2. 差距分析:找专业机构分析现有安全措施的差距,找隐患。
3. 整改设计与实施:根据结果制定整改方案并实施,比如买设备、培训人员。
4. 等级测评:整改完找测评机构测评,看是否达到安全保护等级。
5. 安全运营:最后就是日常安全运营维护,保证系统一直安全。
03
等保测评内容以及测评中需要重点关注什么
从等保测评内容上面来看,具体分为两大块:
(1)安全管理层面:安全策略和管理制度、安全管理机构和人员、安全建设管理、安全运维管理。
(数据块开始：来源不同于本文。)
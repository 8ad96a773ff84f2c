//! Cinescrape main entry point
//!
//! This is the command-line interface for the Cinescrape movie harvester.

use anyhow::Context;
use cinescrape::app::{run_scrape, run_scrape_import, ScrapeRequest};
use cinescrape::config::{load_config_or_default, Config, ScraperConfig};
use cinescrape::crawler::build_orchestrator;
use cinescrape::output::{
    page_to_json, print_import_summary, print_movie_page, records_to_json,
};
use cinescrape::storage::{open_storage, MovieFilter, MovieStore, Page, StoredMovie};
use clap::{Args, Parser, Subcommand};
use std::path::{Path, PathBuf};
use std::sync::Arc;
use tracing_subscriber::EnvFilter;

/// Cinescrape: a movie-metadata harvester
///
/// Cinescrape searches IMDb for a title, follows every result to its detail
/// page, extracts the movie's metadata and stores it in a local SQLite
/// catalogue that can then be listed and searched.
#[derive(Parser, Debug)]
#[command(name = "cinescrape")]
#[command(version = "1.0.0")]
#[command(about = "A movie-metadata harvester", long_about = None)]
struct Cli {
    /// Path to TOML configuration file (built-in defaults when omitted)
    #[arg(short, long, value_name = "CONFIG", global = true)]
    config: Option<PathBuf>,

    /// Increase logging verbosity (-v, -vv, -vvv)
    #[arg(short, long, action = clap::ArgAction::Count, global = true)]
    verbose: u8,

    /// Suppress non-error output
    #[arg(short, long, conflicts_with = "verbose", global = true)]
    quiet: bool,

    #[command(subcommand)]
    command: Command,
}

#[derive(Subcommand, Debug)]
enum Command {
    /// Search, scrape every result and store the movies
    Scrape {
        /// Free-text title query
        #[arg(long)]
        query: Option<String>,

        /// Number of listing pages to load (1 to the configured limit)
        #[arg(long)]
        max_pages: Option<String>,

        /// Print the scraped records as JSON instead of storing them
        #[arg(long)]
        dry_run: bool,
    },

    /// List stored movies, newest first
    List(PageArgs),

    /// Search stored movies
    Search {
        /// Case-insensitive substring of the title
        #[arg(long)]
        title: Option<String>,

        /// Exact release year
        #[arg(long)]
        year: Option<String>,

        /// Case-insensitive substring of a director, writer or star
        #[arg(long)]
        person: Option<String>,

        /// Minimum rating (inclusive)
        #[arg(long)]
        min_rating: Option<f64>,

        #[command(flatten)]
        paging: PageArgs,
    },
}

#[derive(Args, Debug)]
struct PageArgs {
    /// Page number, starting at 1
    #[arg(long, default_value_t = 1)]
    page: u32,

    /// Movies per page (configured default when omitted)
    #[arg(long)]
    page_size: Option<u32>,

    /// Print JSON instead of a table
    #[arg(long)]
    json: bool,
}

#[tokio::main]
async fn main() -> anyhow::Result<()> {
    let cli = Cli::parse();

    // Setup logging based on verbosity
    setup_logging(cli.verbose, cli.quiet);

    if let Some(path) = &cli.config {
        tracing::info!("Loading configuration from: {}", path.display());
    }
    let config = load_config_or_default(cli.config.as_deref())
        .context("Failed to load configuration")?;

    match cli.command {
        Command::Scrape {
            query,
            max_pages,
            dry_run,
        } => handle_scrape(&config, query.as_deref(), max_pages.as_deref(), dry_run).await,
        Command::List(paging) => handle_list(&config, &paging),
        Command::Search {
            title,
            year,
            person,
            min_rating,
            paging,
        } => {
            let filter = MovieFilter {
                title,
                year,
                person,
                min_rating,
            };
            handle_search(&config, &filter, &paging)
        }
    }
}

/// Sets up the logging/tracing subscriber based on verbosity level
fn setup_logging(verbose: u8, quiet: bool) {
    let filter = if quiet {
        // Only show errors
        EnvFilter::new("error")
    } else {
        match verbose {
            0 => EnvFilter::new("cinescrape=info,warn"),
            1 => EnvFilter::new("cinescrape=debug,info"),
            2 => EnvFilter::new("cinescrape=trace,debug"),
            _ => EnvFilter::new("trace"),
        }
    };

    tracing_subscriber::fmt()
        .with_env_filter(filter)
        .with_target(false)
        .with_thread_ids(false)
        .with_file(false)
        .with_writer(std::io::stderr)
        .init();
}

/// Handles `scrape`: validates the request, scrapes, then stores or prints
async fn handle_scrape(
    config: &Config,
    query: Option<&str>,
    max_pages: Option<&str>,
    dry_run: bool,
) -> anyhow::Result<()> {
    let request = ScrapeRequest::parse(query, max_pages, config.scraper.max_pages_limit)?;

    let scraper_config = Arc::new(ScraperConfig::from_config(config)?);
    let orchestrator = build_orchestrator(scraper_config)?;

    if dry_run {
        let report = run_scrape(&orchestrator, &request).await?;
        tracing::info!(
            "Dry run: {} records, {} failed pages, nothing stored",
            report.succeeded,
            report.failed
        );
        println!("{}", records_to_json(&report.records)?);
        return Ok(());
    }

    let mut storage = open_storage(Path::new(&config.output.database_path))
        .with_context(|| format!("Failed to open {}", config.output.database_path))?;

    match run_scrape_import(&orchestrator, &mut storage, &request).await {
        Ok(outcome) => {
            print_import_summary(&outcome);
            Ok(())
        }
        Err(e) => {
            tracing::error!("An error occurred during import: {}", e);
            Err(e.into())
        }
    }
}

/// Handles `list`
fn handle_list(config: &Config, paging: &PageArgs) -> anyhow::Result<()> {
    let storage = open_storage(Path::new(&config.output.database_path))?;
    let page = storage.list_movies(paging.page, page_size(config, paging))?;
    show_page(&page, paging.json)
}

/// Handles `search`
fn handle_search(config: &Config, filter: &MovieFilter, paging: &PageArgs) -> anyhow::Result<()> {
    let storage = open_storage(Path::new(&config.output.database_path))?;
    let page = storage.search_movies(filter, paging.page, page_size(config, paging))?;
    show_page(&page, paging.json)
}

fn page_size(config: &Config, paging: &PageArgs) -> u32 {
    paging.page_size.unwrap_or(config.output.page_size)
}

fn show_page(page: &Page<StoredMovie>, json: bool) -> anyhow::Result<()> {
    if json {
        println!("{}", page_to_json(page)?);
    } else {
        print_movie_page(page);
    }
    Ok(())
}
(2)安全技术层面:物理和环境安全、网络和通信安全、设备和计算安全、应用和数据安全。
等保测评时需要重点关注什么?
1.完整性和保密性
- 网络和通信安全的“通信传输”控制点,还有应用和数据安全里的“数据完整性”和“数据保密性”有要求。测评实施时需要重点理解:网络和通信层面或应用和数据安全层面实现一个就行;重点理解应用和数据里的“数据完整性”和“数据保密性”,像鉴别数据、重要业务数据、审计数据、配置数据、视频数据、个人信息等的完整性和保密性。
2.边界保护
- 源于旧版的“边界完整性检查”,有了更完善的要求。测评实施时需要重点理解:所有跨边界的访问和数据流得通过受控端口通信,要考虑网络大边界、不同级别系统小边界,还有非授权的移动数据上网卡、无线 WIFI 等;限制无线网络使用,核查无线网络单独组网后通过边界防护设备接入内网。
3.访问控制(网络和通信安全)
- 和旧版比变化大,重点是安全策略的完善优化。测评实施时需要重点理解:访问控制设备最后一条策略是拒绝所有通信;对进出网络的内容管控要用下一代防火墙。
4.入侵防范(网络和通信安全)
- 要防范从外到内和从内发起的网络攻击,注重网络行为分析。测评实施时需要重点理解:看能不能防范内部发起的攻击;能不能分析新型网络攻击行为。
5.集中管控
- 是新增控制点,要求对分布网络中的安全设备或组件集中管控。测评时要核查:像远程管理是不是加密;有没有综合网管、审计系统;有没有集中防病毒、补丁管理系统;有没有集中的安全事件识别、报警和分析系统等等。
6.双因素认证
- 涉及网络设备、安全设备、操作系统和应用系统等。测评实施时需要重点理解:双因素认证很重要;网络设备、安全设备、操作系统适合令牌方式,应用系统适合数字证书或生物技术;主流堡垒机主要提供网络访问控制和操作审计功能,不能根本实现双因素认证。
7.其他新增测评要求
- 核查能不能审计互联网访问行为;能不能保护恶意邮件、垃圾邮件;注重数据安全保护测评;整个测评要求 IPv6 商用环境也适用。
04
常见问题解答
1. 等保是强制性的吗?
《中华人民共和国网络安全法》第二十一条规定网络运营者应当按照网络安全等级保护制度的要求,履行相关的安全保护义务。同时第七十六条定义了网络运营者是指网络的所有者、管理者和网络服务提供者。等级保护相关标准虽然为非强制性的推荐标准,但网络(个人与家庭网络除外)运营者必须按网络安全法开展等级保护工作。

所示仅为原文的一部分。